Run this on a representative sample of your actual queries. Speedups vary wildly between tasks – factual Q&A might see 1.5x while code generation hits 3x on the same model pair.

When Speculative Decoding Hurts

Speculative decoding is not a free lunch. It actively makes things worse in certain scenarios:

High-entropy generation. Creative writing, brainstorming, or anything with high temperature sampling tanks acceptance rates. The draft model’s guesses diverge from what the target would pick when there are many plausible next tokens. If your acceptance rate drops below 40%, you’re paying for draft computation and getting almost nothing back.

Short outputs. If you’re generating 10-20 tokens (classification, short answers), the overhead of loading the draft model and running the verification loop outweighs any savings.

Batch inference at high throughput. When you’re already saturating GPU compute with large batches, speculative decoding adds memory pressure from the draft model without helping much. The target model is already compute-bound rather than memory-bound, so the fundamental premise breaks down.

Limited GPU memory. The draft model needs to live in GPU memory alongside the target. For a 70B model on 2x A100 80GB, squeezing in an 8B draft model might force you to reduce batch size or context length.

My rule of thumb: use speculative decoding when you’re serving a single user or small batch with latency as the priority. Skip it when you’re maximizing throughput across many concurrent requests.

Common Errors

RuntimeError: Expected all tensors to be on the same device

The draft and target models landed on different GPUs. Force them onto the same device or use matching device_map strategies:

1
2
3
4
5
6
# Force both models to the same device
target = AutoModelForCausalLM.from_pretrained("meta-llama/Llama-3.1-8B-Instruct", device_map="auto")
draft = AutoModelForCausalLM.from_pretrained(
    "meta-llama/Llama-3.2-1B-Instruct",
    device_map=target.hf_device_map,  # match target's device placement
)

ValueError: assistant_model and model must use the same tokenizer

You picked a draft model with a different vocabulary. Stick to the same model family. If you must use a different family, check that tokenizer.vocab_size matches between the two.

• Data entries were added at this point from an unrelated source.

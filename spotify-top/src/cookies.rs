//! Cookie helpers
//!
//! Reading is done straight from the `Cookie` request headers and writing
//! goes through [`Cookies`], which plugs into axum responses as a
//! response part so handlers can return `(cookies, Redirect::to(..))`.

use axum::http::{
    header::{COOKIE, SET_COOKIE},
    HeaderMap, HeaderValue,
};
use axum::response::{IntoResponseParts, ResponseParts};
use serde::Deserialize;
use std::convert::Infallible;

/// SameSite cookie policy
#[derive(Clone, Copy, Debug, Default, PartialEq, Eq, Deserialize)]
#[serde(rename_all = "lowercase")]
pub enum SameSite {
    /// Strict same-site policy
    Strict,
    /// Lax same-site policy. Required for the OAuth callback, which
    /// arrives as a top-level cross-site navigation.
    #[default]
    Lax,
    /// No same-site restriction (requires Secure)
    None,
}

impl SameSite {
    /// Convert to cookie attribute string
    #[must_use]
    pub const fn as_str(self) -> &'static str {
        match self {
            Self::Strict => "Strict",
            Self::Lax => "Lax",
            Self::None => "None",
        }
    }
}

/// Attributes shared by every cookie this application writes.
#[derive(Clone, Copy, Debug, Default, PartialEq, Eq)]
pub struct CookiePolicy {
    /// Only send over HTTPS
    pub secure: bool,
    /// SameSite attribute
    pub same_site: SameSite,
}

/// A single `Set-Cookie` header under construction.
#[derive(Clone, Debug, PartialEq, Eq)]
pub struct SetCookie {
    name: &'static str,
    value: String,
    max_age_secs: Option<u64>,
    http_only: bool,
    policy: CookiePolicy,
}

impl SetCookie {
    /// Session-scoped cookie with `Path=/`.
    #[must_use]
    pub fn new(name: &'static str, value: impl Into<String>, policy: CookiePolicy) -> Self {
        Self {
            name,
            value: value.into(),
            max_age_secs: None,
            http_only: false,
            policy,
        }
    }

    /// Cookie that tells the browser to drop `name` immediately.
    #[must_use]
    pub fn removal(name: &'static str, policy: CookiePolicy) -> Self {
        Self::new(name, "", policy).with_max_age(0)
    }

    /// Expire after `secs` seconds.
    #[must_use]
    pub const fn with_max_age(mut self, secs: u64) -> Self {
        self.max_age_secs = Some(secs);
        self
    }

    /// Hide from scripts.
    #[must_use]
    pub const fn http_only(mut self) -> Self {
        self.http_only = true;
        self
    }

    /// Cookie name
    #[must_use]
    pub const fn name(&self) -> &'static str {
        self.name
    }

    /// Cookie value
    #[must_use]
    pub fn value(&self) -> &str {
        &self.value
    }

    /// Render the `Set-Cookie` header value.
    #[must_use]
    pub fn to_header_value(&self) -> String {
        let mut cookie_value = format!(
            "{}={}; Path=/; SameSite={}",
            self.name,
            self.value,
            self.policy.same_site.as_str()
        );

        if let Some(max_age) = self.max_age_secs {
            cookie_value.push_str(&format!("; Max-Age={max_age}"));
        }

        if self.http_only {
            cookie_value.push_str("; HttpOnly");
        }

        if self.policy.secure {
            cookie_value.push_str("; Secure");
        }

        cookie_value
    }
}

/// Cookies to set on the outgoing response.
#[derive(Clone, Debug, Default)]
pub struct Cookies(Vec<SetCookie>);

impl Cookies {
    /// No cookies
    #[must_use]
    pub const fn new() -> Self {
        Self(Vec::new())
    }

    /// Queue a cookie. A later cookie with the same name replaces an
    /// earlier one.
    pub fn add(&mut self, cookie: SetCookie) {
        self.0.retain(|existing| existing.name != cookie.name);
        self.0.push(cookie);
    }

    /// Builder form of [`Cookies::add`].
    #[must_use]
    pub fn with(mut self, cookie: SetCookie) -> Self {
        self.add(cookie);
        self
    }

    /// Move every cookie from `other` into `self`.
    pub fn extend(&mut self, other: Self) {
        for cookie in other.0 {
            self.add(cookie);
        }
    }

    /// Look up a queued cookie by name.
    #[must_use]
    pub fn get(&self, name: &str) -> Option<&SetCookie> {
        self.0.iter().find(|cookie| cookie.name == name)
    }

    /// Whether nothing is queued
    #[must_use]
    pub fn is_empty(&self) -> bool {
        self.0.is_empty()
    }
}

impl IntoResponseParts for Cookies {
    type Error = Infallible;

    fn into_response_parts(self, mut res: ResponseParts) -> Result<ResponseParts, Self::Error> {
        for cookie in self.0 {
            match HeaderValue::from_str(&cookie.to_header_value()) {
                Ok(header_value) => {
                    res.headers_mut().append(SET_COOKIE, header_value);
                }
                Err(err) => {
                    tracing::error!(cookie = cookie.name, error = %err, "Cookie value is not a valid header");
                }
            }
        }
        Ok(res)
    }
}

/// Extract a cookie value from the request headers.
///
/// Values wrapped in double quotes are unwrapped, since some clients quote
/// values containing commas.
#[must_use]
pub fn read_cookie(headers: &HeaderMap, cookie_name: &str) -> Option<String> {
    for header in headers.get_all(COOKIE) {
        let Ok(cookie_str) = header.to_str() else {
            continue;
        };

        for cookie in cookie_str.split(';') {
            let cookie = cookie.trim();
            if let Some((name, value)) = cookie.split_once('=') {
                if name.trim() == cookie_name {
                    let value = value.trim();
                    let value = value
                        .strip_prefix('"')
                        .and_then(|v| v.strip_suffix('"'))
                        .unwrap_or(value);
                    return Some(value.to_string());
                }
            }
        }
    }

    None
}

#[cfg(test)]
mod tests {
    use super::*;

    fn headers_with(cookie: &str) -> HeaderMap {
        let mut headers = HeaderMap::new();
        headers.insert(COOKIE, HeaderValue::from_str(cookie).unwrap());
        headers
    }

    #[test]
    fn test_read_cookie_among_many() {
        let headers = headers_with("a=1; settings=long_term,5; state=abc");
        assert_eq!(read_cookie(&headers, "settings").as_deref(), Some("long_term,5"));
        assert_eq!(read_cookie(&headers, "state").as_deref(), Some("abc"));
        assert_eq!(read_cookie(&headers, "missing"), None);
    }

    #[test]
    fn test_read_cookie_unquotes() {
        let headers = headers_with("settings=\"short_term,10\"");
        assert_eq!(read_cookie(&headers, "settings").as_deref(), Some("short_term,10"));
    }

    #[test]
    fn test_set_cookie_header_value() {
        let policy = CookiePolicy {
            secure: true,
            same_site: SameSite::Lax,
        };
        let value = SetCookie::new("state", "abc", policy)
            .with_max_age(3600)
            .http_only()
            .to_header_value();
        assert_eq!(value, "state=abc; Path=/; SameSite=Lax; Max-Age=3600; HttpOnly; Secure");
    }

    #[test]
    fn test_removal_cookie_expires_immediately() {
        let value = SetCookie::removal("flash-session", CookiePolicy::default()).to_header_value();
        assert!(value.starts_with("flash-session=;"));
        assert!(value.contains("Max-Age=0"));
    }

    #[test]
    fn test_cookies_replace_same_name() {
        let policy = CookiePolicy::default();
        let cookies = Cookies::new()
            .with(SetCookie::new("settings", "short_term,5", policy))
            .with(SetCookie::new("settings", "long_term,7", policy));
        assert_eq!(cookies.get("settings").map(SetCookie::value), Some("long_term,7"));
    }

    #[test]
    fn test_same_site_as_str() {
        assert_eq!(SameSite::Strict.as_str(), "Strict");
        assert_eq!(SameSite::Lax.as_str(), "Lax");
        assert_eq!(SameSite::None.as_str(), "None");
    }
}
use axum::{extract::State, routing::post, Json, Router};

use crate::app::AppState;
use crate::constants::MAX_PAGE_SIZE;
use crate::error::AppResult;
use crate::models::{MediaListRequest, MediaPage};

pub fn router() -> Router<AppState> {
    Router::new().route("/media/list", post(list_media))
}

async fn list_media(
    State(state): State<AppState>,
    Json(request): Json<MediaListRequest>,
) -> AppResult<Json<MediaPage>> {
    // Non-positive sizes go through so the engine rejects them.
    let page_size = request
        .page_size
        .unwrap_or(state.config.paging.page_size)
        .min(MAX_PAGE_SIZE);

    let page = state
        .get_media()
        .page(
            request.media_type,
            request.filter,
            request.album_id,
            request.key,
            page_size,
        )
        .await?;

    Ok(Json(page))
}
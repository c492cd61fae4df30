use serde::{Deserialize, Serialize};

use crate::models::{MediaFilter, MediaUri};

#[derive(Debug, Clone, PartialEq, Eq, Serialize)]
#[serde(rename_all = "camelCase")]
pub struct Album {
    pub id: String,
    pub name: String,
    pub cover_uri: MediaUri,
    pub media_count: i64,
}

#[derive(Debug, Default, Deserialize)]
#[serde(rename_all = "camelCase")]
pub struct AlbumListRequest {
    #[serde(default)]
    pub filter: MediaFilter,
}

#[derive(Debug, Serialize)]
#[serde(rename_all = "camelCase")]
pub struct AlbumListResponse {
    pub albums: Vec<Album>,
}
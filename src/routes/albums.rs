use axum::{body::Bytes, extract::State, routing::post, Json, Router};

use crate::app::AppState;
use crate::error::{AppError, AppResult};
use crate::models::{AlbumListRequest, AlbumListResponse};

pub fn router() -> Router<AppState> {
    Router::new().route("/album/list", post(list_albums))
}

/// An empty body means the default filter; anything else must be valid JSON.
fn parse_request(body: &[u8]) -> AppResult<AlbumListRequest> {
    if body.iter().all(u8::is_ascii_whitespace) {
        return Ok(AlbumListRequest::default());
    }
    serde_json::from_slice(body)
        .map_err(|e| AppError::BadRequest(format!("Invalid album list request: {}", e)))
}

async fn list_albums(
    State(state): State<AppState>,
    body: Bytes,
) -> AppResult<Json<AlbumListResponse>> {
    let request = parse_request(&body)?;
    let albums = state.get_albums().snapshot(request.filter).await?;
    Ok(Json(AlbumListResponse { albums }))
}
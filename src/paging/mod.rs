mod pager;
mod source;

pub use pager::*;
pub use source::*;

torch.cuda.OutOfMemoryError after enabling speculative decoding

The draft model pushed you over your VRAM budget. Options: use a quantized draft model (load_in_4bit=True), reduce --gpu-memory-utilization in vLLM, or pick a smaller draft model. A 500M parameter draft still helps.

vLLM: Speculative decoding is not supported with this model architecture

Not all model architectures support speculative decoding in vLLM yet. Check the vLLM docs for supported model pairs. As of early 2026, Llama, Mistral, and Qwen families all work. Mixtral MoE models have limited support.

Low acceptance rate (below 50%) with no speedup

Your draft model is a poor match for the target. Try: (1) a draft model from the same family, (2) reducing --num-speculative-tokens to 3, or (3) fine-tuning a small model on your target model’s outputs using knowledge distillation.